Stored data:

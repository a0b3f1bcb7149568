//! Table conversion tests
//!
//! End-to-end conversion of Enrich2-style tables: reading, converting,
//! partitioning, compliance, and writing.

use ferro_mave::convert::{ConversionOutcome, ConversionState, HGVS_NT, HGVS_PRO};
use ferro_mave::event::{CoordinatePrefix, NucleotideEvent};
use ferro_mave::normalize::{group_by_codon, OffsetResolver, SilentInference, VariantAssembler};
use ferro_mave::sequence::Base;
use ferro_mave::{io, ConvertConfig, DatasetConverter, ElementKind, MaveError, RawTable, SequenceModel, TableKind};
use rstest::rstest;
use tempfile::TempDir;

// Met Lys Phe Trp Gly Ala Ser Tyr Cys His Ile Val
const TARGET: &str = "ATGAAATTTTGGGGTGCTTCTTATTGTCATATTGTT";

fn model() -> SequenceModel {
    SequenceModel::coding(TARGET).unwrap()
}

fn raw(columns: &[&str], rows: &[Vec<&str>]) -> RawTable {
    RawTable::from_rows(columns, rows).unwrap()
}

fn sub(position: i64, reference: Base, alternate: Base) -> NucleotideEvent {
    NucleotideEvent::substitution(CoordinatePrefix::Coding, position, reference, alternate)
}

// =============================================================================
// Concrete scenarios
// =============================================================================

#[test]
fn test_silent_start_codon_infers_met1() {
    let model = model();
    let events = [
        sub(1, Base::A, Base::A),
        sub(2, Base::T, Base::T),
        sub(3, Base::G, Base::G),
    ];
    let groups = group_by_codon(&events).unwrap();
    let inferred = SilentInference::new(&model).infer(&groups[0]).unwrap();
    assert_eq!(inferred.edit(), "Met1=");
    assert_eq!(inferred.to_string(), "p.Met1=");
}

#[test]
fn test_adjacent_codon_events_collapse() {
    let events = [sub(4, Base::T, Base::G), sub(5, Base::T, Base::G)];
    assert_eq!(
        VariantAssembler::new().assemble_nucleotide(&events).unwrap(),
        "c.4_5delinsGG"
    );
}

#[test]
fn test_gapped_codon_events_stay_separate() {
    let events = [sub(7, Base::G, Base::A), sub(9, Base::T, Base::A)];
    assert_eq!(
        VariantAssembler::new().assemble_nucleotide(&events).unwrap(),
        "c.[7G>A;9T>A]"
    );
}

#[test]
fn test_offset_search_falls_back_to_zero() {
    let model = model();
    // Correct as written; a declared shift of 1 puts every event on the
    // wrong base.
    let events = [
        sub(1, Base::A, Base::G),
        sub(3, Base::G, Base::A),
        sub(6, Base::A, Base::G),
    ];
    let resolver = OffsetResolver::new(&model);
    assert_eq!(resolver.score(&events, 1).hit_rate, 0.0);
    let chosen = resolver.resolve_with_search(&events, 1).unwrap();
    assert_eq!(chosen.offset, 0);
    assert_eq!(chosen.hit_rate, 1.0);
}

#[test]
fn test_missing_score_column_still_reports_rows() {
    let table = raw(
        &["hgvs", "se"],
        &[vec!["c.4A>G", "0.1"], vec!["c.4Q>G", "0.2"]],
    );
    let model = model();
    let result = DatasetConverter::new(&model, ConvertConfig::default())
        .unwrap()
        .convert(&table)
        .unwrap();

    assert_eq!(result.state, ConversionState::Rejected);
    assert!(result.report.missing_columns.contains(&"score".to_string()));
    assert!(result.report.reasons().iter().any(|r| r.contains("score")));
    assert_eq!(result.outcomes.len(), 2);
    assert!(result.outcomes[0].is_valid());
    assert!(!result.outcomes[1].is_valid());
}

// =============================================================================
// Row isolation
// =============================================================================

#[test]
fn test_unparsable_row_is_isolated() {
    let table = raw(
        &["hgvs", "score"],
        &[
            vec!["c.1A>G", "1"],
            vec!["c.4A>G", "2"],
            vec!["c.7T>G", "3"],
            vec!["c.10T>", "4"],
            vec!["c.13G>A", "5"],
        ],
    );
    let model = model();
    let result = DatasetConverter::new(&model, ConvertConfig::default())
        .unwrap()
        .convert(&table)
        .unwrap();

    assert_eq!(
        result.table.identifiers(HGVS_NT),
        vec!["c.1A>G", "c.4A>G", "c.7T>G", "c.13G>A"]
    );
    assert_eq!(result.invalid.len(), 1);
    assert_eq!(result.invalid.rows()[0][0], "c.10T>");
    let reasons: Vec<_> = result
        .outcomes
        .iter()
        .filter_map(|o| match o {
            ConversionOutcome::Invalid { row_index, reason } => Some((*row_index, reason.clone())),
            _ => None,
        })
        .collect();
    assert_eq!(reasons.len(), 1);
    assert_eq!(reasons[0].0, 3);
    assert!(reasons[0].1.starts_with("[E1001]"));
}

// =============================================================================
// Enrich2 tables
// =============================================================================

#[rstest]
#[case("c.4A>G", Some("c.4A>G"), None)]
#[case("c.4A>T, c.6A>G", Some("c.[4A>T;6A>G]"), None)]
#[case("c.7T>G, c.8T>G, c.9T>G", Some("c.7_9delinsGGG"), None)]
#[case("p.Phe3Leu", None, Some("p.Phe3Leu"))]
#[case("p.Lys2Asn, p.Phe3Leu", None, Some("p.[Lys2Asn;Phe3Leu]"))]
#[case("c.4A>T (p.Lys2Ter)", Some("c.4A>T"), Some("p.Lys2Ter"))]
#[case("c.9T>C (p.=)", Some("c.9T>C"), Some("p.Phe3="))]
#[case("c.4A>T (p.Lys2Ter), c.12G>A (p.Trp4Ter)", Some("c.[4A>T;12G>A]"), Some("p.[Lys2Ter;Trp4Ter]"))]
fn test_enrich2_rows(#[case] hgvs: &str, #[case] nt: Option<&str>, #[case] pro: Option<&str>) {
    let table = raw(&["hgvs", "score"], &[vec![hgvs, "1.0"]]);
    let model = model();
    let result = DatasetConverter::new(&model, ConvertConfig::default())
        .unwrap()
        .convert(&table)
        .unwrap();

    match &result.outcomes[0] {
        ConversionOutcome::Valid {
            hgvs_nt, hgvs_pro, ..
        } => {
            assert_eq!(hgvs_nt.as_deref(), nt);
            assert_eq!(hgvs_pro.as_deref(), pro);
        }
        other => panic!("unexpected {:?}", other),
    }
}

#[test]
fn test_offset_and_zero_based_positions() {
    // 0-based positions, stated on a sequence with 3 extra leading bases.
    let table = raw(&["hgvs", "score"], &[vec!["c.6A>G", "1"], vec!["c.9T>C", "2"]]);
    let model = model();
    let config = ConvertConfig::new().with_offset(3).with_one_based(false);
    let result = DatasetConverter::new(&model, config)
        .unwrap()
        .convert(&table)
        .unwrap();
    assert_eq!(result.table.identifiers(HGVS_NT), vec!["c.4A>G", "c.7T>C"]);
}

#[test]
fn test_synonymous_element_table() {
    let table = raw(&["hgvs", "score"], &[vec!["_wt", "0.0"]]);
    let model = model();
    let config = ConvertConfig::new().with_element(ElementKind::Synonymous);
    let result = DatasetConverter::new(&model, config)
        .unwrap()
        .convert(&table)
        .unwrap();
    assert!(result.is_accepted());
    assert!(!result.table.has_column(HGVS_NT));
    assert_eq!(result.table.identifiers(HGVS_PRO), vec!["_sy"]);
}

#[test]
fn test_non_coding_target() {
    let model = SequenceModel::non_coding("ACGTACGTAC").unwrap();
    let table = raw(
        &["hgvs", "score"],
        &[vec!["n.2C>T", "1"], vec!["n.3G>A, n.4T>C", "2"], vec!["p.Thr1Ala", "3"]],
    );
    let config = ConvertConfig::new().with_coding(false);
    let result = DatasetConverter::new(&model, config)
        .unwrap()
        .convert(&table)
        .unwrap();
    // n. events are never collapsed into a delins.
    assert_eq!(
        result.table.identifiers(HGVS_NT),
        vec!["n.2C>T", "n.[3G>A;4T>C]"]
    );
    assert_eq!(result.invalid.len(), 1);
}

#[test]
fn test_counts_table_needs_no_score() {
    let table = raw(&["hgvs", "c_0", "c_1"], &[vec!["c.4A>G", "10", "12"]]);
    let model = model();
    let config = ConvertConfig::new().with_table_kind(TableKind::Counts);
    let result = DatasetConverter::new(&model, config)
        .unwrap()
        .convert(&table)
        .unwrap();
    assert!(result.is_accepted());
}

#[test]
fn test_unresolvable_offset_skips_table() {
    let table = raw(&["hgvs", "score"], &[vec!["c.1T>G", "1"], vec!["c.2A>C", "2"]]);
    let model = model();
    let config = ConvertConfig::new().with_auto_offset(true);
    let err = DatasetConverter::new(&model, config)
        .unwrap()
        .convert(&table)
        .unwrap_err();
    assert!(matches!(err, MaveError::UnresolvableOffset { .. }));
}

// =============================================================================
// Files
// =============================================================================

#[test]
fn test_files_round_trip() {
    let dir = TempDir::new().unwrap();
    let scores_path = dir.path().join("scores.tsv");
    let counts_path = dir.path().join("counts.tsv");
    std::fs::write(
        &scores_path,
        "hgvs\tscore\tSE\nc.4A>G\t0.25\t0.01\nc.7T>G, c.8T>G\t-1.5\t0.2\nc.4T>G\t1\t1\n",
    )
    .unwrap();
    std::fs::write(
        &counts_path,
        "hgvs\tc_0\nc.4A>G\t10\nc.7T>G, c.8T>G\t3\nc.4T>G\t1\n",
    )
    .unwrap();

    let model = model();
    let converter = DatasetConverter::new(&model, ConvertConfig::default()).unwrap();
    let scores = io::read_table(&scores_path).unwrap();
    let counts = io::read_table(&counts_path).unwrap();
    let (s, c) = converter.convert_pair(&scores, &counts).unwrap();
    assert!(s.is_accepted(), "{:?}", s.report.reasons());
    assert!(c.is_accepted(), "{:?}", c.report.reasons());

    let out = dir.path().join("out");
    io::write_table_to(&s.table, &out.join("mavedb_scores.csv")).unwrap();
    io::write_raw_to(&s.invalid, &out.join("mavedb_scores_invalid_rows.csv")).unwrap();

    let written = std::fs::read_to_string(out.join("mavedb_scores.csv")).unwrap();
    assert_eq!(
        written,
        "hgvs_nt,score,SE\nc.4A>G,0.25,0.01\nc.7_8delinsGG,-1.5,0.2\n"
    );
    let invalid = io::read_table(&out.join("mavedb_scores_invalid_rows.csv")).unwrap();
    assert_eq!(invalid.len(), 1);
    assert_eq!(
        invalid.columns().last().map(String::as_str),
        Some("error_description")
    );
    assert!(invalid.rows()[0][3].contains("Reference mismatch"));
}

What you need to do: For the string "CoordinatePrefix", return every line of the data where it appears.

Reply to the exercise:
use ferro_mave::event::{CoordinatePrefix, NucleotideEvent};
    NucleotideEvent::substitution(CoordinatePrefix::Coding, position, reference, alternate)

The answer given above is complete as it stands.